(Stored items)
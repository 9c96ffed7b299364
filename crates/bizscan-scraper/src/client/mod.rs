//! HTTP page source for the marketplace's county search pages.

mod origin;

use std::time::Duration;

use bizscan_core::{AreaDescriptor, STATE_NAME};
use reqwest::Client;

use crate::error::ScraperError;
use crate::pagination::PageSource;

pub use origin::site_origin;
#[cfg(test)]
use origin::host_of;

/// Default wait when a 429 carries no usable `Retry-After` header.
const DEFAULT_RETRY_AFTER_SECS: u64 = 60;

/// HTTP client for the county "businesses for sale" search pages.
///
/// Each request is a single attempt bounded by the configured timeout.
/// Rate limiting (429), not-found (404) and other non-2xx responses surface
/// as typed errors; the caller abandons the area on any of them.
pub struct ListingsClient {
    client: Client,
    origin: String,
}

impl ListingsClient {
    /// Creates a `ListingsClient` for the site at `base_url`.
    ///
    /// # Errors
    ///
    /// Returns [`ScraperError::InvalidBaseUrl`] if `base_url` has no usable
    /// origin, or [`ScraperError::Http`] if the underlying `reqwest::Client`
    /// cannot be constructed (e.g., invalid TLS config).
    pub fn new(base_url: &str, timeout_secs: u64, user_agent: &str) -> Result<Self, ScraperError> {
        let origin = site_origin(base_url)?;

        let client = Client::builder()
            .timeout(Duration::from_secs(timeout_secs))
            .connect_timeout(Duration::from_secs(10))
            .user_agent(user_agent)
            .build()?;
        Ok(Self { client, origin })
    }

    /// The scheme+host all listing URLs are built on.
    #[must_use]
    pub fn origin(&self) -> &str {
        &self.origin
    }

    /// Builds the search URL for `area`: page 1 is the bare county path,
    /// later pages add `?page=N`.
    #[must_use]
    pub fn listing_url(&self, area_id: &str, page: u32) -> String {
        let state = STATE_NAME.to_lowercase();
        let base = format!(
            "{}/{state}/{area_id}-county-businesses-for-sale/",
            self.origin
        );
        if page <= 1 {
            base
        } else {
            format!("{base}?page={page}")
        }
    }

    /// Fetches one search page and returns its HTML body.
    ///
    /// # Errors
    ///
    /// - [`ScraperError::RateLimited`]: HTTP 429.
    /// - [`ScraperError::NotFound`]: HTTP 404.
    /// - [`ScraperError::UnexpectedStatus`]: any other non-2xx status.
    /// - [`ScraperError::Http`]: network, TLS or timeout failure.
    pub async fn fetch_listing_page(&self, area_id: &str, page: u32) -> Result<String, ScraperError> {
        let url = self.listing_url(area_id, page);
        tracing::debug!(url = %url, "fetching listing page");

        let response = self
            .client
            .get(&url)
            .header(
                reqwest::header::ACCEPT,
                "text/html,application/xhtml+xml,application/xml;q=0.9,*/*;q=0.8",
            )
            .header(reqwest::header::ACCEPT_LANGUAGE, "en-US,en;q=0.9")
            .header(reqwest::header::CACHE_CONTROL, "no-cache")
            .send()
            .await?;
        let status = response.status();

        if status == reqwest::StatusCode::TOO_MANY_REQUESTS {
            let retry_after_secs = response
                .headers()
                .get(reqwest::header::RETRY_AFTER)
                .and_then(|v| v.to_str().ok())
                .and_then(|s| s.parse::<u64>().ok())
                .unwrap_or(DEFAULT_RETRY_AFTER_SECS);

            return Err(ScraperError::RateLimited {
                domain: origin::host_of(&url),
                retry_after_secs,
            });
        }

        if status == reqwest::StatusCode::NOT_FOUND {
            return Err(ScraperError::NotFound { url });
        }

        if !status.is_success() {
            return Err(ScraperError::UnexpectedStatus {
                status: status.as_u16(),
                url,
            });
        }

        Ok(response.text().await?)
    }
}

impl PageSource for ListingsClient {
    async fn fetch_page(&self, area: &AreaDescriptor, page: u32) -> Result<String, ScraperError> {
        self.fetch_listing_page(area.id, page).await
    }
}

#[cfg(test)]
#[path = "../client_test.rs"]
mod tests;
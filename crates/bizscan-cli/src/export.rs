//! JSON and CSV export of finalized listings.

use std::fs::File;
use std::io::{self, BufWriter, Write};
use std::path::{Path, PathBuf};

use anyhow::Context;
use bizscan_core::BusinessRecord;

pub(crate) const JSON_FILE_NAME: &str = "bizbuysell_florida_data.json";
pub(crate) const CSV_FILE_NAME: &str = "bizbuysell_florida_data.csv";

/// CSV header, in column order.
pub(crate) const CSV_COLUMNS: [&str; 15] = [
    "id",
    "title",
    "description",
    "price",
    "sde",
    "revenue",
    "multiplier",
    "niche",
    "location",
    "county",
    "region",
    "sourceUrl",
    "source",
    "foundDate",
    "lastModified",
];

/// Writes both export files into `output_dir`, creating it if needed.
///
/// Both files are always rewritten, so an empty run leaves `[]` and a
/// header-only CSV rather than a previous run's results.
///
/// Returns the JSON and CSV paths, in that order.
///
/// # Errors
///
/// Returns an error if the directory or either file cannot be written.
pub(crate) fn export_all(
    output_dir: &Path,
    records: &[BusinessRecord],
) -> anyhow::Result<(PathBuf, PathBuf)> {
    std::fs::create_dir_all(output_dir)
        .with_context(|| format!("failed to create output dir {}", output_dir.display()))?;

    let json_path = output_dir.join(JSON_FILE_NAME);
    let file = File::create(&json_path)
        .with_context(|| format!("failed to create {}", json_path.display()))?;
    let mut writer = BufWriter::new(file);
    write_json(&mut writer, records)?;
    writer.flush()?;
    tracing::info!(path = %json_path.display(), records = records.len(), "wrote JSON export");

    let csv_path = output_dir.join(CSV_FILE_NAME);
    let file = File::create(&csv_path)
        .with_context(|| format!("failed to create {}", csv_path.display()))?;
    let mut writer = BufWriter::new(file);
    write_csv(&mut writer, records)?;
    writer.flush()?;
    tracing::info!(path = %csv_path.display(), records = records.len(), "wrote CSV export");

    Ok((json_path, csv_path))
}

/// Pretty-printed JSON array of every record.
pub(crate) fn write_json<W: Write>(mut w: W, records: &[BusinessRecord]) -> anyhow::Result<()> {
    serde_json::to_writer_pretty(&mut w, records).context("failed to serialize listings")?;
    writeln!(w)?;
    Ok(())
}

/// Header row followed by one row per record. Absent values are empty cells.
pub(crate) fn write_csv<W: Write>(mut w: W, records: &[BusinessRecord]) -> io::Result<()> {
    let header: Vec<String> = CSV_COLUMNS.iter().map(|c| (*c).to_owned()).collect();
    write_row(&mut w, &header)?;
    for record in records {
        write_row(&mut w, &csv_row(record))?;
    }
    Ok(())
}

fn csv_row(r: &BusinessRecord) -> Vec<String> {
    fn opt<T: ToString>(value: Option<&T>) -> String {
        value.map(ToString::to_string).unwrap_or_default()
    }

    vec![
        r.id.clone(),
        r.title.clone(),
        r.description.clone().unwrap_or_default(),
        opt(r.price.as_ref()),
        opt(r.sde.as_ref()),
        opt(r.revenue.as_ref()),
        r.multiplier.map(|m| format!("{m:.1}")).unwrap_or_default(),
        r.niche.clone().unwrap_or_default(),
        r.location.clone(),
        r.county.clone(),
        r.region.as_str().to_owned(),
        r.source_url.clone().unwrap_or_default(),
        r.source.clone(),
        r.found_date.to_string(),
        r.last_modified.to_string(),
    ]
}

fn needs_quotes(field: &str) -> bool {
    field.contains(',') || field.contains('"') || field.contains('\n') || field.contains('\r')
}

fn write_row<W: Write>(w: &mut W, row: &[String]) -> io::Result<()> {
    for (i, cell) in row.iter().enumerate() {
        if i > 0 {
            w.write_all(b",")?;
        }
        if needs_quotes(cell) {
            write!(w, "\"{}\"", cell.replace('"', "\"\""))?;
        } else {
            w.write_all(cell.as_bytes())?;
        }
    }
    writeln!(w)
}

#[cfg(test)]
mod tests {
    use super::*;
    use bizscan_core::find_area;
    use chrono::NaiveDate;

    fn record() -> BusinessRecord {
        let area = find_area("pinellas").unwrap();
        let today = NaiveDate::from_ymd_opt(2024, 5, 20).unwrap();
        let mut r = BusinessRecord::new("3301".to_owned(), "Dive Shop".to_owned(), area, today);
        r.price = Some(650_000);
        r.sde = Some(150_000);
        r.revenue = Some(900_000);
        r.niche = Some("Services".to_owned());
        r.source_url = Some("https://www.bizbuysell.com/business-opportunity/3301/".to_owned());
        r.apply_multiplier();
        r
    }

    fn csv_string(records: &[BusinessRecord]) -> String {
        let mut out = Vec::new();
        write_csv(&mut out, records).unwrap();
        String::from_utf8(out).unwrap()
    }

    #[test]
    fn csv_header_lists_columns_in_order() {
        let csv = csv_string(&[]);
        assert_eq!(
            csv,
            "id,title,description,price,sde,revenue,multiplier,niche,location,county,region,\
             sourceUrl,source,foundDate,lastModified\n"
        );
    }

    #[test]
    fn csv_row_leaves_missing_values_empty() {
        let csv = csv_string(&[record()]);
        let row = csv.lines().nth(1).unwrap();
        assert_eq!(
            row,
            "3301,Dive Shop,,650000,150000,900000,6.0,Services,\"Pinellas County, Florida\",\
             Pinellas County,central_florida,https://www.bizbuysell.com/business-opportunity/3301/,\
             BizBuySell,2024-05-20,2024-05-20"
        );
    }

    #[test]
    fn csv_quotes_embedded_quotes_and_newlines() {
        let mut r = record();
        r.title = "The \"Best\" Cafe".to_owned();
        r.description = Some("line one\nline two".to_owned());
        let csv = csv_string(&[r]);
        assert!(csv.contains("\"The \"\"Best\"\" Cafe\""));
        assert!(csv.contains("\"line one\nline two\""));
    }

    #[test]
    fn json_uses_export_field_names() {
        let mut out = Vec::new();
        write_json(&mut out, &[record()]).unwrap();
        let value: serde_json::Value = serde_json::from_slice(&out).unwrap();
        let row = &value[0];
        assert_eq!(row["sourceUrl"], "https://www.bizbuysell.com/business-opportunity/3301/");
        assert_eq!(row["foundDate"], "2024-05-20");
        assert_eq!(row["lastModified"], "2024-05-20");
        assert_eq!(row["multiplier"].as_f64(), Some(6.0));
        assert!(row["description"].is_null());
    }

    #[test]
    fn csv_multiplier_always_has_one_decimal() {
        let mut r = record();
        r.sde = Some(120_000);
        r.revenue = Some(840_000);
        r.apply_multiplier();
        let csv = csv_string(&[r]);
        assert!(csv.contains(",7.0,Services,"), "{csv}");
    }

    #[test]
    fn export_all_overwrites_previous_results_when_empty() {
        let dir = std::env::temp_dir().join(format!("bizscan-export-empty-{}", std::process::id()));
        std::fs::create_dir_all(&dir).unwrap();
        std::fs::write(dir.join(JSON_FILE_NAME), r#"[{"id":"old-run"}]"#).unwrap();

        let (json_path, csv_path) = export_all(&dir, &[]).unwrap();
        let json = std::fs::read_to_string(&json_path).unwrap();
        let csv = std::fs::read_to_string(&csv_path).unwrap();
        let _ = std::fs::remove_dir_all(&dir);

        assert_eq!(json.trim(), "[]");
        assert_eq!(csv.lines().count(), 1);
    }

    #[test]
    fn export_all_writes_both_files() {
        let dir = std::env::temp_dir().join(format!("bizscan-export-{}", std::process::id()));
        let (json_path, csv_path) = export_all(&dir, &[record()]).unwrap();

        let json = std::fs::read_to_string(&json_path).unwrap();
        let csv = std::fs::read_to_string(&csv_path).unwrap();
        let _ = std::fs::remove_dir_all(&dir);

        assert!(json_path.ends_with(JSON_FILE_NAME));
        assert!(csv_path.ends_with(CSV_FILE_NAME));
        assert!(json.trim_start().starts_with('['));
        assert_eq!(csv.lines().count(), 2);
    }
}
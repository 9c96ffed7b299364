pub mod client;
pub mod error;
pub mod extract;
pub mod fragment;
pub mod number;
pub mod page;
pub mod pagination;
pub mod politeness;

pub use client::ListingsClient;
pub use error::ScraperError;
pub use extract::{FieldSelectors, ListingExtractor};
pub use fragment::{HtmlFragment, ListingFragment};
pub use number::parse_amount;
pub use page::{parse_listing_page, PageResult};
pub use pagination::{collect_area, AreaCollection, PageSource, StopReason};
pub use politeness::DelayPolicy;
pub mod app_config;
pub mod areas;
pub mod collection;
pub mod config;
pub mod listing;
pub mod valuation;

use thiserror::Error;

pub use app_config::AppConfig;
pub use areas::{
    all_areas, find_area, most_populous, resolve_areas, AreaDescriptor, AreaResolution, Region,
    STATE_NAME,
};
pub use collection::{load_collection_config, save_collection_config, CollectionConfig};
pub use config::{load_app_config, load_app_config_from_env};
pub use listing::{BusinessRecord, SOURCE_TAG};
pub use valuation::multiplier;

#[derive(Debug, Error)]
pub enum ConfigError {
    #[error("invalid value for environment variable {var}: {reason}")]
    InvalidEnvVar { var: String, reason: String },

    #[error("failed to read collection config {path}: {source}")]
    ConfigFileIo {
        path: String,
        #[source]
        source: std::io::Error,
    },

    #[error("failed to parse collection config: {0}")]
    ConfigFileParse(#[source] serde_json::Error),

    #[error("failed to write collection config {path}: {source}")]
    ConfigFileWrite {
        path: String,
        #[source]
        source: std::io::Error,
    },

    #[error("config validation failed: {0}")]
    Validation(String),
}
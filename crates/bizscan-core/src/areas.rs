//! Static catalog of collection areas (Florida counties grouped by region).

use serde::{Deserialize, Serialize};

/// State name appended to a county's display name to form a listing location.
pub const STATE_NAME: &str = "Florida";

#[derive(Debug, Clone, Copy, PartialEq, Eq, Hash, Serialize, Deserialize)]
#[serde(rename_all = "snake_case")]
pub enum Region {
    SouthFlorida,
    CentralFlorida,
    NorthFlorida,
}

impl Region {
    #[must_use]
    pub fn as_str(self) -> &'static str {
        match self {
            Region::SouthFlorida => "south_florida",
            Region::CentralFlorida => "central_florida",
            Region::NorthFlorida => "north_florida",
        }
    }
}

impl std::fmt::Display for Region {
    fn fmt(&self, f: &mut std::fmt::Formatter<'_>) -> std::fmt::Result {
        f.write_str(self.as_str())
    }
}

/// One collection unit. Immutable reference data from [`CATALOG`].
#[derive(Debug, Clone, Copy, PartialEq, Eq, Serialize)]
pub struct AreaDescriptor {
    /// URL slug, e.g. `"miami-dade"`.
    pub id: &'static str,
    pub display_name: &'static str,
    pub population: u32,
    pub region: Region,
}

impl AreaDescriptor {
    /// Human-readable location stamped on every listing from this area.
    #[must_use]
    pub fn location(&self) -> String {
        format!("{}, {STATE_NAME}", self.display_name)
    }
}

const fn area(
    id: &'static str,
    display_name: &'static str,
    population: u32,
    region: Region,
) -> AreaDescriptor {
    AreaDescriptor {
        id,
        display_name,
        population,
        region,
    }
}

/// Every supported area, grouped by region in catalog order.
pub const CATALOG: &[AreaDescriptor] = &[
    area("miami-dade", "Miami-Dade County", 2_716_940, Region::SouthFlorida),
    area("broward", "Broward County", 1_944_375, Region::SouthFlorida),
    area("palm-beach", "Palm Beach County", 1_496_770, Region::SouthFlorida),
    area("collier", "Collier County", 384_902, Region::SouthFlorida),
    area("lee", "Lee County", 760_822, Region::SouthFlorida),
    area("monroe", "Monroe County", 82_874, Region::SouthFlorida),
    area("hillsborough", "Hillsborough County", 1_459_762, Region::CentralFlorida),
    area("orange", "Orange County", 1_429_908, Region::CentralFlorida),
    area("pinellas", "Pinellas County", 959_107, Region::CentralFlorida),
    area("polk", "Polk County", 725_046, Region::CentralFlorida),
    area("brevard", "Brevard County", 606_612, Region::CentralFlorida),
    area("volusia", "Volusia County", 553_543, Region::CentralFlorida),
    area("seminole", "Seminole County", 471_826, Region::CentralFlorida),
    area("osceola", "Osceola County", 388_656, Region::CentralFlorida),
    area("pasco", "Pasco County", 561_891, Region::CentralFlorida),
    area("manatee", "Manatee County", 403_253, Region::CentralFlorida),
    area("sarasota", "Sarasota County", 434_006, Region::CentralFlorida),
    area("duval", "Duval County", 995_567, Region::NorthFlorida),
    area("leon", "Leon County", 293_582, Region::NorthFlorida),
    area("st-johns", "St. Johns County", 273_425, Region::NorthFlorida),
];

#[must_use]
pub fn all_areas() -> &'static [AreaDescriptor] {
    CATALOG
}

#[must_use]
pub fn find_area(id: &str) -> Option<&'static AreaDescriptor> {
    CATALOG.iter().find(|a| a.id == id)
}

/// Result of mapping configured area ids onto the catalog.
#[derive(Debug, Default)]
pub struct AreaResolution {
    /// Known areas, in the order they were requested.
    pub areas: Vec<&'static AreaDescriptor>,
    /// Requested ids with no catalog entry.
    pub unknown: Vec<String>,
}

/// Resolves `ids` against the catalog. Unknown ids are collected rather than
/// treated as errors so the caller can warn and carry on.
#[must_use]
pub fn resolve_areas<S: AsRef<str>>(ids: &[S]) -> AreaResolution {
    let mut resolution = AreaResolution::default();
    for id in ids {
        let id = id.as_ref();
        match find_area(id) {
            Some(area) => resolution.areas.push(area),
            None => resolution.unknown.push(id.to_owned()),
        }
    }
    resolution
}

/// The `n` most populous areas, largest first.
#[must_use]
pub fn most_populous(n: usize) -> Vec<&'static AreaDescriptor> {
    let mut areas: Vec<&'static AreaDescriptor> = CATALOG.iter().collect();
    areas.sort_by(|a, b| b.population.cmp(&a.population));
    areas.truncate(n);
    areas
}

**Task objective:** Your answer should consist of all lines above that include the string "foundDate".

**Solution for this task:**
    "foundDate",
             sourceUrl,source,foundDate,lastModified\n"
        assert_eq!(row["foundDate"], "2024-05-20");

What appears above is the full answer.